Things Left Unsaid
There were moments — small ones — when James felt like he could hear her thoughts in the silence.
Wren didn’t speak often. But when she did, her words were chosen like spells: precise, careful, meaningful.
The rest of the time, she said everything with a look, a breath, a single note from her violin.
Tonight, she didn’t bring her violin.
Instead, she sat cross-legged on the stone by the lake, hands in her lap, staring out at the still water as if it held answers. Her cloak billowed slightly in the wind, and her boots were off — toes dipping into the grass like she was trying to feel the earth.
James sat beside her, tossing a skipping stone into the lake. It bounced twice, then sank.
“No music tonight?” he asked quietly.
She shook her head. “The lake was already singing.”
James listened. Heard nothing.
But he believed her anyway.
They sat in silence for a while. He liked the way it felt with her — not heavy, not awkward. Just… present.
Like the world slowed down and paid attention when she was near.
“Do you ever wish you could undo time?” she asked suddenly.
James blinked. “Undo it? Like, change something?”
She nodded slowly. “Or relive a moment. Just one. Not forever. Just… long enough to remember why it mattered.”
He thought about it. Then said, “I think I’d go back to when I first got my wand. Mum cried. I laughed. I remember thinking, This is what magic feels like.”
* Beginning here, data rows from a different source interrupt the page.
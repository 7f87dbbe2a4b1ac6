//! Moves a destination branch onto the tip of its parent and replays the stored patches.

use super::{get_patch_config, list_patches, set_patch_config};
use crate::{
    constants::patches_branch,
    errors::{BranchError, BranchResult},
    git::RepositoryExt,
};
use git2::{build::CheckoutBuilder, BranchType, ObjectType, Repository};
use std::{
    fs,
    path::Path,
    process::{Command, Stdio},
};
use tempfile::TempDir;
use tracing::{debug, info};

/// Rebases the stored patches of the current branch onto the tip of its parent.
///
/// The branch gets a single new commit holding the parent's tree (or its trimmed sub
/// directory), which becomes the new `base`. Every `*.patch` file on the patches branch is
/// then applied on top with `git am`.
pub fn rebase_patches(repository: &Repository) -> BranchResult<()> {
    let current = repository.current_branch_name()?;
    let patches = patches_branch(&current);

    if repository.has_changes()? {
        return Err(BranchError::Rebase(format!(
            "`{}` has uncommitted changes",
            current
        )));
    }
    if !repository.ensure_local_branch(&patches)? {
        return Err(BranchError::MissingPatchesBranch(patches));
    }
    let mut config =
        get_patch_config(repository, &patches)?.ok_or_else(|| BranchError::ConfigRetrieval {
            branch: patches.clone(),
            reason: "no patch config found".to_string(),
        })?;
    if !repository.ensure_local_branch(&config.parent)? {
        return Err(BranchError::MissingSourceBranch(config.parent));
    }

    let parent_commit = repository
        .find_branch(&config.parent, BranchType::Local)?
        .get()
        .peel_to_commit()?;
    let mut parent_tree = parent_commit.tree()?;
    if !config.trim.is_empty() {
        parent_tree = parent_tree
            .get_path(Path::new(&config.trim))?
            .to_object(repository)?
            .peel_to_tree()?;
    }

    if parent_tree.id() != repository.head()?.peel_to_tree()?.id() {
        repository.checkout_tree(parent_tree.as_object(), Some(CheckoutBuilder::new().safe()))?;
        repository.commit_staged(
            format!(
                "Rebase from {} ({})",
                config.parent,
                &parent_commit.id().to_string()[..7]
            )
            .as_str(),
        )?;
        info!("Moved {} onto {}", current, config.parent);
    }

    config.base = repository.head_hash()?;
    set_patch_config(repository, &patches, &config)?;

    import_patches(repository, &patches)
}

/// Applies every `*.patch` file stored at the root of `patches` to the current branch.
fn import_patches(repository: &Repository, patches: &str) -> BranchResult<()> {
    let workdir = repository
        .workdir()
        .ok_or_else(|| anyhow::anyhow!("Repository has no working directory"))?;

    let staging = TempDir::new()?;
    let tree = repository
        .find_branch(patches, BranchType::Local)?
        .get()
        .peel_to_tree()?;
    for entry in tree.iter() {
        let Some(name) = entry.name() else { continue };
        if entry.kind() != Some(ObjectType::Blob) || !name.ends_with(".patch") {
            continue;
        }
        let blob = entry.to_object(repository)?.peel_to_blob()?;
        fs::write(staging.path().join(name), blob.content())?;
    }

    let files = list_patches(staging.path())?;
    if files.is_empty() {
        info!("No patches to apply from {}", patches);
        return Ok(());
    }
    debug!(count = files.len(), "applying patches");

    let output = Command::new("git")
        .arg("am")
        .arg("--3way")
        .args(files.iter().map(|f| staging.path().join(f)))
        .current_dir(workdir)
        .stdin(Stdio::null())
        .output()?;

    if !output.status.success() {
        let mut reason = String::from_utf8_lossy(&output.stderr).trim().to_string();

        // Leave the branch as it was before `git am` started.
        let abort = Command::new("git")
            .args(["am", "--abort"])
            .current_dir(workdir)
            .stdin(Stdio::null())
            .output();
        match abort {
            Ok(abort) if abort.status.success() => {}
            Ok(abort) => reason.push_str(&format!(
                "\n`git am --abort` failed ({}): {}",
                abort.status,
                String::from_utf8_lossy(&abort.stderr).trim()
            )),
            Err(e) => reason.push_str(&format!("\n`git am --abort` could not run: {}", e)),
        }
        return Err(BranchError::Rebase(reason));
    }

    info!("Applied {} patch(es) from {}", files.len(), patches);
    Ok(())
}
Wren smiled softly, but it didn’t reach her eyes.
“You?” he asked gently.
Her answer was almost a whisper. “There was a night. It was raining. I was with someone I loved. And we danced in the kitchen like idiots while the storm howled outside.”
James didn’t ask for more.
Because something about the way she said someone I loved made his chest ache.
So instead, he offered her his hand.
“Come on,” he said. “Dance with me now.”
“There’s no music,” she replied, amused.
“There’s the lake. There’s the wind.” He stood, pulling her gently up. “I’ve got two left feet, but I’m a fantastic twirler.”
She let him.
They danced slowly, awkwardly, on the grass by the lake. No music, no spells. Just the rustle of leaves, the splash of a distant fish, the hum of unspoken words between them.
At one point, her head rested on his shoulder.
And James thought:
If this is fate, then I’m not afraid of it anymore.